Van Hollen, Booker Urge Administration to Stop Federal Use of Private Prisons
Today, U.S. Senator Chris Van Hollen (D-Md.) and Cory Booker (D-N.J.) sent a letter to U.S. Attorney General William Barr urging the Department of Justice to end the federal government’s use of for-profit private prisons. It follows their efforts to push former-Attorney General Sessions on the same issue, which he refused to address.
The Senator underline, “While the United States is home to less than 5 percent of the world’s population, we incarcerate close to 25 percent of the world’s prison population.” They note a number of concerns with private prisons including that they “offer little savings for taxpayers” and that they “have 50 percent more assaults of staff and two-thirds more assaults among those who are incarcerated.”
They close the letter stating, “The decrease in the federal prison population presents the Bureau of Prisons with a unique opportunity to reduce, and ultimately eliminate, its use of private prisons. We strongly urge you to return to the previous policy that would phase out for-profit private prisons and assure Congress that the Department of Justice is a committed partner in criminal justice reform.”
The full text of the letter is available here and below.
Dear Attorney General Barr,
Over two years ago, we wrote your predecessor, then-Attorney General Jeff Sessions, regarding his decision to rescind former-Deputy Attorney General Sally Yates’s order that would have ultimately eliminated the federal government’s use and reliance upon for-profit private prisons. In 2016, Yates issued a memorandum detailing how the deficiencies and inefficiencies of private prisons are incompatible with the goals of “reducing recidivism and improving public safety.” In February 2017, Sessions reversed that directive and stated that private prisons were necessary to help the “Bureau’s ability to meet the future needs of the federal correctional system.” We wrote to Sessions seeking clarity behind his decision, but we unfortunately never received a response. We are sending this letter to you to renew our call that the federal government terminate its use of private prisons.

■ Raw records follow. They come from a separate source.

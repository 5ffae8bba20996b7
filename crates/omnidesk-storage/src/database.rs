// SPDX-FileCopyrightText: 2026 Omnidesk Contributors
// SPDX-License-Identifier: MIT OR Apache-2.0

//! Database connection management with PRAGMA setup, WAL mode, and lifecycle.
//!
//! All writes are serialized through tokio-rusqlite's single background thread.
//! Do NOT create additional Connection instances for writes.

use omnidesk_core::OmniError;
use rusqlite::ErrorCode;
use tracing::debug;

use crate::migrations::run_migrations;

/// Handle to the ledger database.
pub struct Database {
    conn: tokio_rusqlite::Connection,
}

impl Database {
    /// Open (or create) the database at `path`, apply PRAGMAs and run migrations.
    pub async fn open(path: &str) -> Result<Self, OmniError> {
        if let Some(parent) = std::path::Path::new(path).parent()
            && !parent.as_os_str().is_empty()
        {
            std::fs::create_dir_all(parent).map_err(|e| OmniError::Storage {
                source: Box::new(e),
            })?;
        }

        let conn = tokio_rusqlite::Connection::open(path)
            .await
            .map_err(|e| OmniError::Storage {
                source: Box::new(e),
            })?;
        let db = Self { conn };
        db.prepare(true).await?;
        debug!(path, "database opened");
        Ok(db)
    }

    /// Open a private in-memory database with the full schema.
    pub async fn open_in_memory() -> Result<Self, OmniError> {
        let conn = tokio_rusqlite::Connection::open_in_memory()
            .await
            .map_err(|e| OmniError::Storage {
                source: Box::new(e),
            })?;
        let db = Self { conn };
        db.prepare(false).await?;
        Ok(db)
    }

    async fn prepare(&self, wal: bool) -> Result<(), OmniError> {
        self.conn
            .call(move |conn| -> Result<(), OmniError> {
                let journal = if wal { "WAL" } else { "MEMORY" };
                conn.execute_batch(&format!(
                    "PRAGMA journal_mode = {journal};
                     PRAGMA synchronous = NORMAL;
                     PRAGMA foreign_keys = ON;
                     PRAGMA busy_timeout = 5000;"
                ))
                .map_err(|e| OmniError::Storage {
                    source: Box::new(e),
                })?;
                run_migrations(conn)
            })
            .await
            .map_err(|e| match e {
                tokio_rusqlite::Error::Error(inner) => inner,
                other => OmniError::Storage {
                    source: Box::new(other),
                },
            })
    }

    /// The shared connection; every query goes through its background thread.
    pub fn connection(&self) -> &tokio_rusqlite::Connection {
        &self.conn
    }

    /// Checkpoint the WAL so the main database file is self-contained.
    pub async fn checkpoint(&self) -> Result<(), OmniError> {
        self.conn
            .call(|conn| -> Result<(), rusqlite::Error> {
                conn.execute_batch("PRAGMA wal_checkpoint(TRUNCATE);")?;
                Ok(())
            })
            .await
            .map_err(map_tr_err)
    }

    /// Checkpoint and close the connection.
    pub async fn close(self) -> Result<(), OmniError> {
        self.checkpoint().await?;
        self.conn.close().await.map_err(|e| OmniError::Storage {
            source: Box::new(e),
        })
    }
}

/// Convert a tokio-rusqlite error into OmniError::Storage.
pub(crate) fn map_tr_err(e: tokio_rusqlite::Error<rusqlite::Error>) -> OmniError {
    OmniError::Storage {
        source: Box::new(e),
    }
}

/// Like [`map_tr_err`], but a uniqueness violation becomes [`OmniError::Conflict`].
pub(crate) fn map_insert_err(
    entity: &'static str,
    key: String,
) -> impl FnOnce(tokio_rusqlite::Error<rusqlite::Error>) -> OmniError {
    move |e| match &e {
        tokio_rusqlite::Error::Error(rusqlite::Error::SqliteFailure(failure, _))
            if failure.code == ErrorCode::ConstraintViolation =>
        {
            OmniError::Conflict { entity, key }
        }
        _ => map_tr_err(e),
    }
}

#[cfg(test)]
mod tests {
    use super::*;

    #[tokio::test]
    async fn open_creates_schema_and_parent_dirs() {
        let dir = tempfile::tempdir().unwrap();
        let path = dir.path().join("nested/ledger.db");
        let db = Database::open(path.to_str().unwrap()).await.unwrap();

        let tables: Vec<String> = db
            .connection()
            .call(|conn| -> Result<Vec<String>, rusqlite::Error> {
                let mut stmt = conn.prepare(
                    "SELECT name FROM sqlite_master WHERE type = 'table' ORDER BY name",
                )?;
                let rows = stmt.query_map([], |row| row.get(0))?;
                rows.collect()
            })
            .await
            .unwrap();

        for table in ["channel_accounts", "interactions", "messages", "reporters", "threads"] {
            assert!(tables.iter().any(|t| t == table), "missing {table}");
        }
        db.close().await.unwrap();
        assert!(path.exists());
    }

    #[tokio::test]
    async fn reopening_does_not_rerun_migrations() {
        let dir = tempfile::tempdir().unwrap();
        let path = dir.path().join("ledger.db");
        Database::open(path.to_str().unwrap())
            .await
            .unwrap()
            .close()
            .await
            .unwrap();
        let db = Database::open(path.to_str().unwrap()).await.unwrap();
        db.checkpoint().await.unwrap();
    }
}
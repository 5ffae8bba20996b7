// SPDX-FileCopyrightText: 2026 Omnidesk Contributors
// SPDX-License-Identifier: MIT OR Apache-2.0

//! Email thread bindings.

use omnidesk_core::OmniError;
use omnidesk_core::types::Thread;
use rusqlite::{OptionalExtension, params};

use crate::database::{Database, map_insert_err, map_tr_err};

pub async fn get(db: &Database, id: &str) -> Result<Option<Thread>, OmniError> {
    let id = id.to_string();
    db.connection()
        .call(move |conn| {
            conn.query_row(
                "SELECT id, subject, email_date, from_addr FROM threads WHERE id = ?1",
                params![id],
                |row| {
                    Ok(Thread {
                        id: row.get(0)?,
                        subject: row.get(1)?,
                        email_date: row.get(2)?,
                        from: row.get(3)?,
                    })
                },
            )
            .optional()
        })
        .await
        .map_err(map_tr_err)
}

pub async fn create(db: &Database, thread: &Thread) -> Result<Thread, OmniError> {
    let row = thread.clone();
    db.connection()
        .call(move |conn| -> rusqlite::Result<()> {
            conn.execute(
                "INSERT INTO threads (id, subject, email_date, from_addr) VALUES (?1, ?2, ?3, ?4)",
                params![row.id, row.subject, row.email_date, row.from],
            )?;
            Ok(())
        })
        .await
        .map_err(map_insert_err("thread", thread.id.clone()))?;
    Ok(thread.clone())
}

#[cfg(test)]
mod tests {
    use super::*;

    #[tokio::test]
    async fn thread_id_is_unique() {
        let db = Database::open_in_memory().await.unwrap();
        let thread = Thread {
            id: "thread-1".into(),
            subject: "Help".into(),
            email_date: "Mon, 1 Jan 2026 10:00:00 +0000".into(),
            from: "Jane <jane@x.com>".into(),
        };
        create(&db, &thread).await.unwrap();
        assert_eq!(get(&db, "thread-1").await.unwrap(), Some(thread.clone()));
        assert!(create(&db, &thread).await.unwrap_err().is_conflict());
        assert!(get(&db, "thread-2").await.unwrap().is_none());
    }
}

Figures released by the Bureau of Justice Statistics earlier this year indicate that the federal prison population has decreased by more than 10 percent from 2007 to 2017. This decrease is due to “several significant efforts to recalibrate federal sentencing policy, including the retroactive application of revised drug sentencing guidelines, new charging policies for low-level, non-violent drug offenders, and the [Obama] Administration's ongoing clemency initiative.” We remain concerned that Sessions’s policy shift regarding the use of private prisons will hinder recent progress towards reforming our broken criminal justice system.
While the United States is home to less than 5 percent of the world’s population, we incarcerate close to 25 percent of the world’s prison population. Between 1980 and 2013, due to mandatory minimum sentencing guidelines, the federal prison population surged by almost 800 percent. The Bureau of Prisons contracted with private prisons because of an outdated and unsubstantiated theory that private prisons were not only more effective at holding inmates, but also economical. However, subsequent investigations and analyses have revealed severe safety and security deficiencies in private prisons. For example, in 2016, the Justice Department’s Office of the Inspector General concluded, “in most key areas, contract prisons incurred more safety and security incidents per capita than comparable [Bureau of Prisons] institutions.” In another example, a 2012 Justice Department investigation found that in the City of Walnut Grove, Mississippi, a private prison that held youth offenders, did not provide “constitutionally adequate care” and that staff routinely engaged in “systematic, egregious, and dangerous practices.” In fact, the investigation concluded that the Walnut Grove private prison was “among the worst […] in any facility anywhere in the nation.”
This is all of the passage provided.